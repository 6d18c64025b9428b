//! WPP Core - Shared types and collaborator traits
//!
//! This crate holds what the limiter-guarded call sites have in common:
//!
//! - Domain records exchanged with the hosted backend (commands, bot status)
//! - The collaborator traits every backend adapter implements
//!
//! Adapters never raise for expected failures: a failed notification is a
//! `false`, a missing settings row is `None`, an unreachable command table is
//! an empty list.

#![forbid(unsafe_code)]
#![warn(clippy::all, clippy::pedantic, clippy::nursery)]
#![allow(clippy::module_name_repetitions)]

mod collaborator;
mod types;

pub use collaborator::*;
pub use types::*;

// Re-export commonly used external types
pub use async_trait::async_trait;
pub use chrono::{DateTime, Utc};
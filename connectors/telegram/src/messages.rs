//! Publishing notifications rendered as Telegram HTML.

use chrono::{DateTime, Local, TimeZone};
use wpp_core::{BotStatus, Notifier};

/// A notification about publishing progress.
#[derive(Debug, Clone, PartialEq, Eq)]
pub enum Notification {
    PublishSucceeded { title: String, site_url: String },
    PublishFailed { title: String, error: String },
    BatchStarted { count: u32 },
    BatchCompleted { succeeded: u32, failed: u32 },
    Paused,
    Resumed,
    Status(BotStatus),
}

impl Notification {
    /// Render with the current local time.
    #[must_use]
    pub fn render_now(&self) -> String {
        self.render(&Local::now())
    }

    /// Render as HTML, stamped with `at`.
    #[must_use]
    pub fn render<Tz: TimeZone>(&self, at: &DateTime<Tz>) -> String
    where
        Tz::Offset: std::fmt::Display,
    {
        let stamp = at.format("%Y-%m-%d %H:%M:%S");
        match self {
            Self::PublishSucceeded { title, site_url } => format!(
                "✅ <b>Published</b>\n\n📝 {}\n🌐 {}\n⏰ {stamp}",
                escape_html(title),
                escape_html(site_url)
            ),
            Self::PublishFailed { title, error } => format!(
                "❌ <b>Publish failed</b>\n\n📝 {}\n⚠️ {}\n⏰ {stamp}",
                escape_html(title),
                escape_html(error)
            ),
            Self::BatchStarted { count } => format!(
                "🚀 <b>Batch started</b>\n\n📊 {count} posts queued\n⏰ {stamp}"
            ),
            Self::BatchCompleted { succeeded, failed } => format!(
                "🎉 <b>Batch complete</b>\n\n✅ Succeeded: {succeeded}\n❌ Failed: {failed}\n⏰ {stamp}"
            ),
            Self::Paused => "⏸️ <b>Paused</b>\n\nSend /resume to continue.".to_string(),
            Self::Resumed => "▶️ <b>Resumed</b>\n\nPublishing continues.".to_string(),
            Self::Status(status) => {
                let state = if status.is_paused {
                    "⏸️ Paused"
                } else {
                    "▶️ Running"
                };
                let current = status
                    .current_item
                    .as_deref()
                    .map(|item| format!("🔄 Working on: {}\n", escape_html(item)))
                    .unwrap_or_default();
                format!(
                    "📊 <b>Status</b>\n\n{state}\n📝 Queued: {}\n✅ Done: {}\n❌ Failed: {}\n{current}⏰ {stamp}",
                    status.queue_length, status.completed_count, status.failed_count
                )
            }
        }
    }
}

/// Render `notification` now and hand it to `notifier`.
pub async fn notify<N: Notifier + ?Sized>(notifier: &N, notification: &Notification) -> bool {
    notifier.send(&notification.render_now()).await
}

/// Escape text for Telegram's HTML parse mode.
#[must_use]
pub fn escape_html(text: &str) -> String {
    let mut escaped = String::with_capacity(text.len());
    for c in text.chars() {
        match c {
            '<' => escaped.push_str("&lt;"),
            '>' => escaped.push_str("&gt;"),
            '&' => escaped.push_str("&amp;"),
            _ => escaped.push(c),
        }
    }
    escaped
}

#[cfg(test)]
mod tests {
    use super::*;
    use chrono::Utc;

    fn at() -> DateTime<Utc> {
        Utc.with_ymd_and_hms(2026, 3, 1, 9, 30, 0).unwrap()
    }

    #[test]
    fn test_publish_succeeded_escapes_title() {
        let text = Notification::PublishSucceeded {
            title: "Tips & <Tricks>".into(),
            site_url: "https://blog.example".into(),
        }
        .render(&at());

        assert!(text.starts_with("✅ <b>Published</b>"));
        assert!(text.contains("Tips &amp; &lt;Tricks&gt;"));
        assert!(text.contains("https://blog.example"));
        assert!(text.ends_with("2026-03-01 09:30:00"));
    }

    #[test]
    fn test_batch_completed_counts() {
        let text = Notification::BatchCompleted {
            succeeded: 8,
            failed: 2,
        }
        .render(&at());
        assert!(text.contains("Succeeded: 8"));
        assert!(text.contains("Failed: 2"));
    }

    #[test]
    fn test_status_with_and_without_item() {
        let mut status = BotStatus {
            is_paused: true,
            queue_length: 4,
            completed_count: 10,
            failed_count: 1,
            current_item: None,
        };

        let text = Notification::Status(status.clone()).render(&at());
        assert!(text.contains("⏸️ Paused"));
        assert!(text.contains("Queued: 4"));
        assert!(!text.contains("Working on"));

        status.is_paused = false;
        status.current_item = Some("Spring recipes".into());
        let text = Notification::Status(status).render(&at());
        assert!(text.contains("▶️ Running"));
        assert!(text.contains("🔄 Working on: Spring recipes\n"));
    }

    #[test]
    fn test_pause_and_resume_are_fixed() {
        assert!(Notification::Paused.render(&at()).contains("/resume"));
        assert!(Notification::Resumed.render(&at()).starts_with("▶️"));
    }
}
= = = = = = =
* [AIM OF THE TASK]
Scan the material above for lines holding the string "PublishSucceeded" and copy those lines.

* [WRITTEN ANSWER]
    PublishSucceeded { title: String, site_url: String },
            Self::PublishSucceeded { title, site_url } => format!(
        let text = Notification::PublishSucceeded {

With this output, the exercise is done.